The authors offer an exquisite portrayal of a wild place on the cusp of change. As wilderness vanishes and intact ecosystems deteriorate, the Yukon remains one of the last wild hot spots, a conservation treasure of international significance.
Teresa Earle grew up exploring the islands and waterways of BC's Georgia Strait near her hometown of Vancouver. She completed a BA at University of British Columbia, worked for the family publishing business, and completed the Writing and Publishing Program at Simon Fraser University. A spontaneous year of dogmushing turned into a decade of adventure in Minnesota, Northwest Territories, Yukon and points overseas. Today Earle is a writer, consultant, entrepreneur and manager of a growing photography business. She's written for Canadian Geographic, explore and Up Here and is a former science and nature newspaper columnist.
Sam Abell has worked with the National Geographic Society since 1970, photographing numerous articles on various cultural and wilderness subjects.

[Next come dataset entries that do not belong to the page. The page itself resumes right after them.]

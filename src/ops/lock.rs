//! Per-key reentrant locking with a timeout (§4.J): the same thread may re-acquire a key it
//! already holds without blocking; a different thread blocks until release or `timeout`
//! elapses, at which point it fails with [`OperationError::LockTimeout`] rather than block
//! forever.
use std::collections::HashMap;
use std::sync::{Condvar, Mutex};
use std::thread::{self, ThreadId};
use std::time::{Duration, Instant};

use crate::error::OperationError;

struct LockState {
    owner: ThreadId,
    depth: usize,
}

/// A table of per-key reentrant locks (§4.J).
pub struct KeyLocks {
    table: Mutex<HashMap<String, LockState>>,
    condvar: Condvar,
    default_timeout: Duration,
}

impl KeyLocks {
    pub fn new(default_timeout: Duration) -> Self {
        Self { table: Mutex::new(HashMap::new()), condvar: Condvar::new(), default_timeout }
    }

    /// A lock table using the §4.J default timeout of 30 seconds.
    pub fn with_default_timeout() -> Self {
        Self::new(Duration::from_secs(30))
    }

    /// Acquire the lock for `key`, blocking up to `timeout` (or the table's default) if it is
    /// held by another thread.
    pub fn acquire(&self, key: &str, timeout: Option<Duration>) -> Result<KeyGuard<'_>, OperationError> {
        let timeout = timeout.unwrap_or(self.default_timeout);
        let deadline = Instant::now() + timeout;
        let this_thread = thread::current().id();

        let mut table = self.table.lock().expect("key lock table poisoned");
        loop {
            match table.get_mut(key) {
                Some(state) if state.owner == this_thread => {
                    state.depth += 1;
                    break;
                }
                Some(_) => {
                    let now = Instant::now();
                    if now >= deadline {
                        return Err(OperationError::LockTimeout(key.to_owned()));
                    }
                    let (guard, result) =
                        self.condvar.wait_timeout(table, deadline - now).expect("key lock table poisoned");
                    table = guard;
                    if result.timed_out() && table.contains_key(key) {
                        return Err(OperationError::LockTimeout(key.to_owned()));
                    }
                }
                None => {
                    table.insert(key.to_owned(), LockState { owner: this_thread, depth: 1 });
                    break;
                }
            }
        }
        Ok(KeyGuard { locks: self, key: key.to_owned() })
    }
}

/// An acquired lock on a key; dropping it releases one level of reentrancy, notifying waiters
/// once the depth reaches zero.
pub struct KeyGuard<'a> {
    locks: &'a KeyLocks,
    key: String,
}

impl Drop for KeyGuard<'_> {
    fn drop(&mut self) {
        let mut table = self.locks.table.lock().expect("key lock table poisoned");
        if let Some(state) = table.get_mut(&self.key) {
            state.depth -= 1;
            if state.depth == 0 {
                table.remove(&self.key);
                self.locks.condvar.notify_all();
            }
        }
    }
}

#[cfg(test)]
mod tests {
    use super::*;
    use std::sync::Arc;

    #[test]
    fn same_thread_reacquires_reentrantly() {
        let locks = KeyLocks::with_default_timeout();
        let outer = locks.acquire("a", None).unwrap();
        let inner = locks.acquire("a", None).unwrap();
        drop(inner);
        drop(outer);
    }

    #[test]
    fn a_different_thread_waits_then_times_out() {
        let locks = Arc::new(KeyLocks::new(Duration::from_secs(5)));
        let _held = locks.acquire("a", None).unwrap();

        let other = Arc::clone(&locks);
        let handle = thread::spawn(move || other.acquire("a", Some(Duration::from_millis(50))));
        let result = handle.join().unwrap();
        assert!(matches!(result, Err(OperationError::LockTimeout(key)) if key == "a"));
    }

    #[test]
    fn release_wakes_a_waiting_thread() {
        let locks = Arc::new(KeyLocks::new(Duration::from_secs(5)));
        let held = locks.acquire("a", None).unwrap();

        let other = Arc::clone(&locks);
        let handle = thread::spawn(move || other.acquire("a", Some(Duration::from_secs(2))).is_ok());
        thread::sleep(Duration::from_millis(50));
        drop(held);
        assert!(handle.join().unwrap());
    }
}
use std::fmt;

/// A citation key: ASCII letters/digits/underscore/hyphen, starting with a letter (§3).
#[derive(Debug, Clone, PartialEq, Eq, Hash, PartialOrd, Ord, serde::Serialize, serde::Deserialize)]
#[serde(transparent)]
pub struct EntryKey(String);

impl EntryKey {
    /// Validate and wrap a citation key.
    pub fn new(key: impl Into<String>) -> Result<Self, InvalidKey> {
        let key = key.into();
        let mut chars = key.chars();
        match chars.next() {
            Some(c) if c.is_ascii_alphabetic() => {}
            _ => return Err(InvalidKey(key)),
        }
        if chars.all(|c| c.is_ascii_alphanumeric() || c == '_' || c == '-') {
            Ok(Self(key))
        } else {
            Err(InvalidKey(key))
        }
    }

    /// Construct a key from an already-valid string without re-validating.
    ///
    /// # Safety (invariant, not memory safety)
    /// The caller must guarantee `key` satisfies [`EntryKey::new`]'s rules.
    pub(crate) fn new_unchecked(key: impl Into<String>) -> Self {
        Self(key.into())
    }

    pub fn as_str(&self) -> &str {
        &self.0
    }
}

impl AsRef<str> for EntryKey {
    fn as_ref(&self) -> &str {
        &self.0
    }
}

impl fmt::Display for EntryKey {
    fn fmt(&self, f: &mut fmt::Formatter<'_>) -> fmt::Result {
        f.write_str(&self.0)
    }
}

impl From<EntryKey> for String {
    fn from(key: EntryKey) -> Self {
        key.0
    }
}

#[derive(Debug, Clone, PartialEq, Eq, thiserror::Error)]
#[error("invalid citation key '{0}': must start with a letter and contain only ASCII letters, digits, '_' or '-'")]
pub struct InvalidKey(pub String);

#[cfg(test)]
mod tests {
    use super::*;

    #[test]
    fn accepts_valid_keys() {
        assert!(EntryKey::new("smith2024").is_ok());
        assert!(EntryKey::new("a").is_ok());
        assert!(EntryKey::new("Smith-2024_b").is_ok());
    }

    #[test]
    fn rejects_invalid_keys() {
        assert!(EntryKey::new("").is_err());
        assert!(EntryKey::new("2024smith").is_err());
        assert!(EntryKey::new("smith 2024").is_err());
        assert!(EntryKey::new("smith.2024").is_err());
    }
}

He has also lectured on photography and exhibited his images internationally. His work has also been featured in many books, including Stay This Moment: The Photographs of Sam Abell, Contemplative Gardens, Australia: Journey Through a Timeless Land, Lewis & Clark: Voyage of Discovery, Sam Abell: The Photographic Life, Four Stories, and The Life of a Photograph. Abell lives in Albemarle County, Virginia, with his wife, Denise.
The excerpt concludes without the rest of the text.